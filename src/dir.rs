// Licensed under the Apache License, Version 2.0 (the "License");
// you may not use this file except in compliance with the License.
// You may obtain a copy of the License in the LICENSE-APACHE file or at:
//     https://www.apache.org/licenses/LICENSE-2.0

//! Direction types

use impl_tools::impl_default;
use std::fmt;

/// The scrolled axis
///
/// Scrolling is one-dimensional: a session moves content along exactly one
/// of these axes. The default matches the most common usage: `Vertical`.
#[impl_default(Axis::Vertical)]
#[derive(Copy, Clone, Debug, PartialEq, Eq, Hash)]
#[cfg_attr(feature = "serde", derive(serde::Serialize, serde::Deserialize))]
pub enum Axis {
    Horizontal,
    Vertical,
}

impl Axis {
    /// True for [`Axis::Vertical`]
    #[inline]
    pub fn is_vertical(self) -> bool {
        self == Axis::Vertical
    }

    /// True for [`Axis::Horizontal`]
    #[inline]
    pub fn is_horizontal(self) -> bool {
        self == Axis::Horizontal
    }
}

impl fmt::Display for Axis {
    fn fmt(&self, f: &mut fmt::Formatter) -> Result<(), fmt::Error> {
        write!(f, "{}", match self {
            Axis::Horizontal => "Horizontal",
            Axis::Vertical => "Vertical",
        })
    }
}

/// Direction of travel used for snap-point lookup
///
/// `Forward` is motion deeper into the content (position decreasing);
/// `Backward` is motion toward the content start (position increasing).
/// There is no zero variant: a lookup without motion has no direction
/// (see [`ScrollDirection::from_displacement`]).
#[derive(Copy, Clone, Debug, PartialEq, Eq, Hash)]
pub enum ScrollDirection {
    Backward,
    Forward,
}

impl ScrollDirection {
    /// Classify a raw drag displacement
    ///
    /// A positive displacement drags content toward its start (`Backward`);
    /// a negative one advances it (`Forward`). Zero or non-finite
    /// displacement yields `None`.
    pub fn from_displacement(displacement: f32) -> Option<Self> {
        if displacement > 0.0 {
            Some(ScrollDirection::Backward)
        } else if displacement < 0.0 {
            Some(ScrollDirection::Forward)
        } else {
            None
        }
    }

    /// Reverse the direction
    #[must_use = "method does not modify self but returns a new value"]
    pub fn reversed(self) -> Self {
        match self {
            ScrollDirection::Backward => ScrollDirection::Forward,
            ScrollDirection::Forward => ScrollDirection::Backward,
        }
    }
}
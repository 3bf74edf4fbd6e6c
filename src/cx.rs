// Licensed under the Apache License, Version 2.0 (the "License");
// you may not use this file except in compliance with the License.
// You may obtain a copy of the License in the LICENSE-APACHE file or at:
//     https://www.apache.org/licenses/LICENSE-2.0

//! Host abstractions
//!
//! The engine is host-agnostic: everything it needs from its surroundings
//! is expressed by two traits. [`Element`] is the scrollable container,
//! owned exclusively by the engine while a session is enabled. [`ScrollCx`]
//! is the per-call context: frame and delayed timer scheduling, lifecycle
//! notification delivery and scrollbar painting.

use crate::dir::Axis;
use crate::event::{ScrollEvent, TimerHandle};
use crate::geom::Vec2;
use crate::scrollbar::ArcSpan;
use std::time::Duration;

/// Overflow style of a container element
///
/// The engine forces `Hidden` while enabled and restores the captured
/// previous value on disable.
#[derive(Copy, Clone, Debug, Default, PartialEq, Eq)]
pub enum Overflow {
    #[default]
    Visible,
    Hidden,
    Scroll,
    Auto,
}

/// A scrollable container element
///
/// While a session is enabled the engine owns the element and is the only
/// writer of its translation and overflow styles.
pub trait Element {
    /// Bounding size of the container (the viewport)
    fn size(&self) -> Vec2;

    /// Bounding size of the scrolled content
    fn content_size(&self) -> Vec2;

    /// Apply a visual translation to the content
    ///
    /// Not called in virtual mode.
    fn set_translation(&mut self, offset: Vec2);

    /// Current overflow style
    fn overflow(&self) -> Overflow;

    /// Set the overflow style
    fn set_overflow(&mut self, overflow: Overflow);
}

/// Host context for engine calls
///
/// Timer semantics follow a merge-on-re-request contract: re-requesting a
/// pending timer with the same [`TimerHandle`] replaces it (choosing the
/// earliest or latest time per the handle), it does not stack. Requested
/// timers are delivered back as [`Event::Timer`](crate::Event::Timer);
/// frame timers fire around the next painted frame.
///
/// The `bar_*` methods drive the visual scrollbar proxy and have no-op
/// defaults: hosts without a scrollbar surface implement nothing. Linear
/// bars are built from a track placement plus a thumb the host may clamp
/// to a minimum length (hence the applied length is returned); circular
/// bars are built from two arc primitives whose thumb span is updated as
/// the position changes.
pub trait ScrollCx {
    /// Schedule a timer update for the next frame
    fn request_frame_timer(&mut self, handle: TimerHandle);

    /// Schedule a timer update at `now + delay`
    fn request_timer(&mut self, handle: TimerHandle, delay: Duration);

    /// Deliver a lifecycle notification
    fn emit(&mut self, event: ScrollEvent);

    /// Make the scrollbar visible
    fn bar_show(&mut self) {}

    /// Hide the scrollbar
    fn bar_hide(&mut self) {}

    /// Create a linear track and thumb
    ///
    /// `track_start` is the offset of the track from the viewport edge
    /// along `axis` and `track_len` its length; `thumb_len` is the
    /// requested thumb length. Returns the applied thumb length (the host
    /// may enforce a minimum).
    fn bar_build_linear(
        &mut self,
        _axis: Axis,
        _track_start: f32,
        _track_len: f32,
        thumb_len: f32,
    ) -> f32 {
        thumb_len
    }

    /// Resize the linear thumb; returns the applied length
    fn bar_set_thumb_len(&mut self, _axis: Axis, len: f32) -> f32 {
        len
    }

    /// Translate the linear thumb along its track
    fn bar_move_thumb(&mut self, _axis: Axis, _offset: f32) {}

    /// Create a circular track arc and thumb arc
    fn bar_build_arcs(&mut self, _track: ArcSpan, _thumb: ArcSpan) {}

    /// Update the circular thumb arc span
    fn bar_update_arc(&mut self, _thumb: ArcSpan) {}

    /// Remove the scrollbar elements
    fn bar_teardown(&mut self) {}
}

::::::::::

_WHAT YOU HAVE TO DO_
Please return all of the records exactly as they appear.

_WRITTEN ANSWER_
filename src/dir.rs
// Licensed under the Apache License, Version 2.0 (the "License");
// you may not use this file except in compliance with the License.
// You may obtain a copy of the License in the LICENSE-APACHE file or at:
//     https://www.apache.org/licenses/LICENSE-2.0

//! Direction types

use impl_tools::impl_default;
use std::fmt;

/// The scrolled axis
///
/// Scrolling is one-dimensional: a session moves content along exactly one
/// of these axes. The default matches the most common usage: `Vertical`.
#[impl_default(Axis::Vertical)]
#[derive(Copy, Clone, Debug, PartialEq, Eq, Hash)]
#[cfg_attr(feature = "serde", derive(serde::Serialize, serde::Deserialize))]
pub enum Axis {
    Horizontal,
    Vertical,
}

impl Axis {
    /// True for [`Axis::Vertical`]
    #[inline]
    pub fn is_vertical(self) -> bool {
        self == Axis::Vertical
    }

    /// True for [`Axis::Horizontal`]
    #[inline]
    pub fn is_horizontal(self) -> bool {
        self == Axis::Horizontal
    }
}

impl fmt::Display for Axis {
    fn fmt(&self, f: &mut fmt::Formatter) -> Result<(), fmt::Error> {
        write!(f, "{}", match self {
            Axis::Horizontal => "Horizontal",
            Axis::Vertical => "Vertical",
        })
    }
}

/// Direction of travel used for snap-point lookup
///
/// `Forward` is motion deeper into the content (position decreasing);
/// `Backward` is motion toward the content start (position increasing).
/// There is no zero variant: a lookup without motion has no direction
/// (see [`ScrollDirection::from_displacement`]).
#[derive(Copy, Clone, Debug, PartialEq, Eq, Hash)]
pub enum ScrollDirection {
    Backward,
    Forward,
}

impl ScrollDirection {
    /// Classify a raw drag displacement
    ///
    /// A positive displacement drags content toward its start (`Backward`);
    /// a negative one advances it (`Forward`). Zero or non-finite
    /// displacement yields `None`.
    pub fn from_displacement(displacement: f32) -> Option<Self> {
        if displacement > 0.0 {
            Some(ScrollDirection::Backward)
        } else if displacement < 0.0 {
            Some(ScrollDirection::Forward)
        } else {
            None
        }
    }

    /// Reverse the direction
    #[must_use = "method does not modify self but returns a new value"]
    pub fn reversed(self) -> Self {
        match self {
            ScrollDirection::Backward => ScrollDirection::Forward,
            ScrollDirection::Forward => ScrollDirection::Backward,
        }
    }
}
repository 3bf74edf4fbd6e6c
filename src/cx.rs
// Licensed under the Apache License, Version 2.0 (the "License");
// you may not use this file except in compliance with the License.
// You may obtain a copy of the License in the LICENSE-APACHE file or at:
//     https://www.apache.org/licenses/LICENSE-2.0

//! Host abstractions
//!
//! The engine is host-agnostic: everything it needs from its surroundings
//! is expressed by two traits. [`Element`] is the scrollable container,
//! owned exclusively by the engine while a session is enabled. [`ScrollCx`]
//! is the per-call context: frame and delayed timer scheduling, lifecycle
//! notification delivery and scrollbar painting.

use crate::dir::Axis;
use crate::event::{ScrollEvent, TimerHandle};
use crate::geom::Vec2;
use crate::scrollbar::ArcSpan;
use std::time::Duration;

/// Overflow style of a container element
///
/// The engine forces `Hidden` while enabled and restores the captured
/// previous value on disable.
#[derive(Copy, Clone, Debug, Default, PartialEq, Eq)]
pub enum Overflow {
    #[default]
    Visible,
    Hidden,
    Scroll,
    Auto,
}

/// A scrollable container element
///
/// While a session is enabled the engine owns the element and is the only
/// writer of its translation and overflow styles.
pub trait Element {
    /// Bounding size of the container (the viewport)
    fn size(&self) -> Vec2;

    /// Bounding size of the scrolled content
    fn content_size(&self) -> Vec2;

    /// Apply a visual translation to the content
    ///
    /// Not called in virtual mode.
    fn set_translation(&mut self, offset: Vec2);

    /// Current overflow style
    fn overflow(&self) -> Overflow;

    /// Set the overflow style
    fn set_overflow(&mut self, overflow: Overflow);
}

/// Host context for engine calls
///
/// Timer semantics follow a merge-on-re-request contract: re-requesting a
/// pending timer with the same [`TimerHandle`] replaces it (choosing the
/// earliest or latest time per the handle), it does not stack. Requested
/// timers are delivered back as [`Event::Timer`](crate::Event::Timer);
/// frame timers fire around the next painted frame.
///
/// The `bar_*` methods drive the visual scrollbar proxy and have no-op
/// defaults: hosts without a scrollbar surface implement nothing. Linear
/// bars are built from a track placement plus a thumb the host may clamp
/// to a minimum length (hence the applied length is returned); circular
/// bars are built from two arc primitives whose thumb span is updated as
/// the position changes.
pub trait ScrollCx {
    /// Schedule a timer update for the next frame
    fn request_frame_timer(&mut self, handle: TimerHandle);

    /// Schedule a timer update at `now + delay`
    fn request_timer(&mut self, handle: TimerHandle, delay: Duration);

    /// Deliver a lifecycle notification
    fn emit(&mut self, event: ScrollEvent);

    /// Make the scrollbar visible
    fn bar_show(&mut self) {}

    /// Hide the scrollbar
    fn bar_hide(&mut self) {}

    /// Create a linear track and thumb
    ///
    /// `track_start` is the offset of the track from the viewport edge
    /// along `axis` and `track_len` its length; `thumb_len` is the
    /// requested thumb length. Returns the applied thumb length (the host
    /// may enforce a minimum).
    fn bar_build_linear(
        &mut self,
        _axis: Axis,
        _track_start: f32,
        _track_len: f32,
        thumb_len: f32,
    ) -> f32 {
        thumb_len
    }

    /// Resize the linear thumb; returns the applied length
    fn bar_set_thumb_len(&mut self, _axis: Axis, len: f32) -> f32 {
        len
    }

    /// Translate the linear thumb along its track
    fn bar_move_thumb(&mut self, _axis: Axis, _offset: f32) {}

    /// Create a circular track arc and thumb arc
    fn bar_build_arcs(&mut self, _track: ArcSpan, _thumb: ArcSpan) {}

    /// Update the circular thumb arc span
    fn bar_update_arc(&mut self, _thumb: ArcSpan) {}

    /// Remove the scrollbar elements
    fn bar_teardown(&mut self) {}
}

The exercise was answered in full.